Unlike many growing tech companies, VisionBox did not look for venture capital to help them grow: instead the company wrote a proposal to get European funding, which was accepted. This gave them access to a two-year SME programme and support from the Enterprise European Network (EEN).
The EEN is an EU-funded network that is active in more than 60 countries worldwide. It helps ambitious small and medium-sized companies grow their businesses within Europe and beyond. In 2017, 192,060 SMEs benefitted from the network’s services, with more than 130,000 of those receiving training and information services, and 37,000 getting individual advice on how to innovate and grow internationally.

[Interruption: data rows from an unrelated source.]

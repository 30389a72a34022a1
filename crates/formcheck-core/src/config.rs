//! Application configuration

use crate::language::Language;
use crate::schema::SchemaRegistry;
use std::env;
use std::path::PathBuf;

/// Process-level settings shared by every validation run.
#[derive(Debug, Clone, PartialEq, Eq)]
pub struct AppConfig {
    /// Language used when the user has not picked one
    pub default_language: Language,

    /// Languages enabled for this deployment (subset of [`Language::ALL`])
    pub supported_languages: Vec<Language>,

    /// Directory holding `empty_json_{en,he}.json`; bundled templates when unset
    pub templates_dir: Option<PathBuf>,
}

impl AppConfig {
    /// Create configuration from environment variables
    ///
    /// Environment variables:
    /// - `DEFAULT_LANGUAGE`: `en` or `he` (default: `en`; unknown values fall back to `en`)
    /// - `SUPPORTED_LANGUAGES`: comma-separated tags (default: `en,he`; unknown tags are skipped)
    /// - `FORMCHECK_TEMPLATES_DIR`: template directory (default: bundled templates)
    #[must_use = "creates config from environment variables"]
    pub fn from_env() -> Self {
        let default_language = env::var("DEFAULT_LANGUAGE")
            .ok()
            .and_then(|s| s.parse().ok())
            .unwrap_or_default();

        let supported_languages = env::var("SUPPORTED_LANGUAGES")
            .map(|s| parse_language_list(&s))
            .unwrap_or_else(|_| Language::ALL.to_vec());

        let templates_dir = env::var("FORMCHECK_TEMPLATES_DIR").ok().map(PathBuf::from);

        Self {
            default_language,
            supported_languages,
            templates_dir,
        }
    }

    /// Build the template registry this configuration points at.
    #[must_use]
    pub fn schema_registry(&self) -> SchemaRegistry {
        self.templates_dir
            .as_deref()
            .map_or_else(SchemaRegistry::bundled, SchemaRegistry::load_from_dir)
    }

    #[must_use]
    pub fn is_supported(&self, language: Language) -> bool {
        self.supported_languages.contains(&language)
    }
}

impl Default for AppConfig {
    #[inline]
    fn default() -> Self {
        Self {
            default_language: Language::English,
            supported_languages: Language::ALL.to_vec(),
            templates_dir: None,
        }
    }
}

fn parse_language_list(list: &str) -> Vec<Language> {
    let mut languages = Vec::new();
    for tag in list.split(',').filter(|t| !t.trim().is_empty()) {
        match tag.parse::<Language>() {
            Ok(lang) if !languages.contains(&lang) => languages.push(lang),
            Ok(_) => {}
            Err(e) => log::warn!("Ignoring SUPPORTED_LANGUAGES entry: {e}"),
        }
    }
    languages
}

#[cfg(test)]
mod tests {
    use super::*;
    use serial_test::serial;

    #[test]
    fn test_default_config() {
        let config = AppConfig::default();
        assert_eq!(config.default_language, Language::English);
        assert!(config.is_supported(Language::Hebrew));
        assert!(config.templates_dir.is_none());
    }

    #[test]
    fn test_parse_language_list_skips_unknown_and_duplicates() {
        assert_eq!(
            parse_language_list("he, fr,en,he"),
            vec![Language::Hebrew, Language::English]
        );
        assert!(parse_language_list("").is_empty());
    }

    #[test]
    #[serial]
    fn test_config_from_env() {
        env::set_var("DEFAULT_LANGUAGE", "he");
        env::set_var("SUPPORTED_LANGUAGES", "he");
        env::set_var("FORMCHECK_TEMPLATES_DIR", "/srv/templates");

        let config = AppConfig::from_env();
        assert_eq!(config.default_language, Language::Hebrew);
        assert_eq!(config.supported_languages, vec![Language::Hebrew]);
        assert!(!config.is_supported(Language::English));
        assert_eq!(config.templates_dir, Some(PathBuf::from("/srv/templates")));

        env::remove_var("DEFAULT_LANGUAGE");
        env::remove_var("SUPPORTED_LANGUAGES");
        env::remove_var("FORMCHECK_TEMPLATES_DIR");
    }

    #[test]
    #[serial]
    fn test_unknown_default_language_falls_back_to_english() {
        env::set_var("DEFAULT_LANGUAGE", "fr");
        assert_eq!(AppConfig::from_env().default_language, Language::English);
        env::remove_var("DEFAULT_LANGUAGE");
    }

    #[test]
    fn test_bundled_registry_without_templates_dir() {
        let registry = AppConfig::default().schema_registry();
        assert!(registry.get(Language::English).is_available());
    }
}
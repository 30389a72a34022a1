//! Strict two-way structural validation of a record against a template.

use crate::error::StructureViolation;
use crate::record::{join_path, Record, RecordNode};
use crate::schema::{Schema, SchemaNode, SchemaTemplate};

/// Check that `record` has exactly the shape of `template`.
///
/// At each level the template's keys are checked first, depth-first in
/// template order (missing field, section expected, string expected); only
/// then are the record's own keys checked for fields the template lacks.
/// The first violation is returned.
///
/// # Errors
/// Returns the first [`StructureViolation`] found, or
/// [`StructureViolation::SchemaUnavailable`] when no template is loaded.
pub fn validate_structure(
    record: &Record,
    template: &SchemaTemplate,
) -> Result<(), StructureViolation> {
    match template {
        SchemaTemplate::Loaded(schema) => check_section(record, schema, ""),
        SchemaTemplate::Unavailable { reason } => {
            log::warn!("Structural validation requested without a template: {reason}");
            Err(StructureViolation::SchemaUnavailable)
        }
    }
}

fn check_section(record: &Record, schema: &Schema, prefix: &str) -> Result<(), StructureViolation> {
    for (key, expected) in schema.iter() {
        let path = join_path(prefix, key);
        let Some(actual) = record.get(key) else {
            return Err(StructureViolation::MissingField { path });
        };

        match (expected, actual) {
            (SchemaNode::Section(child_schema), RecordNode::Section(child_record)) => {
                check_section(child_record, child_schema, &path)?;
            }
            (SchemaNode::Section(_), _) => {
                return Err(StructureViolation::ExpectedSection { path });
            }
            (SchemaNode::Field, RecordNode::Leaf(_)) => {}
            (SchemaNode::Field, _) => {
                return Err(StructureViolation::ExpectedString { path });
            }
        }
    }

    if let Some(extra) = record.keys().find(|key| !schema.contains_key(key)) {
        return Err(StructureViolation::UnexpectedField {
            path: join_path(prefix, extra),
        });
    }

    Ok(())
}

Speaking to Euronews at Web Summit, the world’s largest tech event, Pedro Torres, Innovation Director at Vision-Box described the support they received: “Europe is very big, so you need someone local. EEN has local, national delegates who are very close to each company. So we have someone with to talk to on a regular basis that can help us with anything related to the network or to the project.”

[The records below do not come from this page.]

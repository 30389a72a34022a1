//! Reference intake and the per-user validation context.
//!
//! A [`ValidationSession`] holds what one user has produced so far (the
//! extracted record, its language, the latest results). It is owned by the
//! caller and passed into each stage explicitly; nothing here is global.

use crate::error::{FormCheckError, Result};
use crate::language::{detect_record_language, Language};
use crate::metrics::ValidationMetrics;
use crate::record::Record;
use crate::schema::SchemaRegistry;
use crate::validator::validate_structure;
use serde::{Deserialize, Serialize};
use serde_json::Value;

/// Severity of a message shown alongside a successful intake.
#[derive(Debug, Clone, Copy, PartialEq, Eq, Hash, Serialize, Deserialize)]
#[serde(rename_all = "lowercase")]
pub enum NoticeLevel {
    Info,
    Warning,
}

/// Non-fatal message produced while accepting a reference record.
#[derive(Debug, Clone, PartialEq, Eq, Serialize, Deserialize)]
pub struct Notice {
    pub level: NoticeLevel,
    pub message: String,
}

/// A reference record that passed intake.
#[derive(Debug, Clone, PartialEq)]
pub struct CheckedReference {
    pub record: Record,
    pub language: Language,
    pub notice: Notice,
}

/// Decode uploaded bytes into a record: UTF-8, then JSON, then an object.
///
/// # Errors
/// [`FormCheckError::InvalidUtf8`], [`FormCheckError::InvalidJson`] or
/// [`FormCheckError::NotAnObject`].
pub fn parse_reference(bytes: &[u8]) -> Result<Record> {
    let text = std::str::from_utf8(bytes)?;
    let value: Value = serde_json::from_str(text)?;
    let kind = json_kind(&value);
    Record::from_json(value).ok_or(FormCheckError::NotAnObject(kind))
}

const fn json_kind(value: &Value) -> &'static str {
    match value {
        Value::Null => "null",
        Value::Bool(_) => "a boolean",
        Value::Number(_) => "a number",
        Value::String(_) => "a string",
        Value::Array(_) => "an array",
        Value::Object(_) => "an object",
    }
}

/// Parse, classify and structurally validate an uploaded reference record.
///
/// The template is chosen by the reference's own key language. When
/// `extraction_language` is known and differs, the record is still accepted
/// and a warning notice is attached.
///
/// # Errors
/// Malformed input, a missing template for the detected language, or the
/// first structural violation.
pub fn check_reference(
    registry: &SchemaRegistry,
    bytes: &[u8],
    extraction_language: Option<Language>,
) -> Result<CheckedReference> {
    let record = parse_reference(bytes)?;
    let language = detect_record_language(&record);
    log::debug!("Reference record uses {language} field names");

    let template = registry.get(language);
    if !template.is_available() {
        return Err(FormCheckError::SchemaUnavailable(language));
    }
    validate_structure(&record, template)?;

    let notice = match extraction_language {
        Some(expected) if expected != language => {
            log::warn!("Language mismatch: extraction is {expected}, ground truth is {language}");
            Notice {
                level: NoticeLevel::Warning,
                message: format!(
                    "Language mismatch: the extracted data is in {} but the ground truth file is in {}",
                    expected.display_name(),
                    language.display_name()
                ),
            }
        }
        _ => Notice {
            level: NoticeLevel::Info,
            message: "Valid JSON structure".to_string(),
        },
    };

    Ok(CheckedReference {
        record,
        language,
        notice,
    })
}

/// Explicit per-user context threaded through the pipeline stages.
#[derive(Debug, Clone, Default)]
pub struct ValidationSession {
    /// Record produced by the extraction step, if any.
    pub extracted: Option<Record>,
    /// Language the extraction ran in.
    pub extraction_language: Option<Language>,
    /// Language the judge should answer in.
    pub display_language: Language,
    /// Metrics of the most recent successful run.
    pub last_metrics: Option<ValidationMetrics>,
    /// Judge verdict of the most recent successful run, as JSON.
    pub last_verdict: Option<Value>,
}

impl ValidationSession {
    #[must_use]
    pub fn new(display_language: Language) -> Self {
        Self {
            display_language,
            ..Self::default()
        }
    }

    /// Store a fresh extraction and drop results computed for the previous one.
    pub fn set_extraction(&mut self, record: Record, language: Language) {
        self.extracted = Some(record);
        self.extraction_language = Some(language);
        self.last_metrics = None;
        self.last_verdict = None;
    }

    /// Store the results of a completed run.
    pub fn record_results(&mut self, metrics: ValidationMetrics, verdict: Value) {
        self.last_metrics = Some(metrics);
        self.last_verdict = Some(verdict);
    }
}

Another interesting tech SME being supported by the network is the German business, Tawny, which develops emotionally intelligent services. Imagine if your car could tell when you were tired and needed a break, or if your workplace software could read your stress levels. Tawny’s technology does that by reading physiological signs like heart rate or skin resistance. The software has already been tested on a car production line where it anticipated occupational accidents, as well as in a call centre where it predicted successful pitches based on physiological signals.
“It helps us with financial support,” Sebastian Schröder, head of business development at Tawny, told Euronews. “But they also help you at a strategic level. So we had business coaching for three days with a very experienced business coach, which helped us to redefine our strategy: where should the company go, how should we talk to investors, how should we organise ourselves?”
A recent report released by the EEN, based on a survey of the small companies it helps, showed high levels of confidence in terms of expected growth and job creation. Some 63% of the SMEs who go international expected to increase turnover in the following 12 months, and a third of businesses expected to create new jobs in the coming year.
Countries where this positive trend was particularly obvious were: Denmark, Portugal, Slovakia and Sweden. Outside the EU28, SMEs in Serbia and in Bosnia & Herzegovina showed the highest levels of optimism for the future.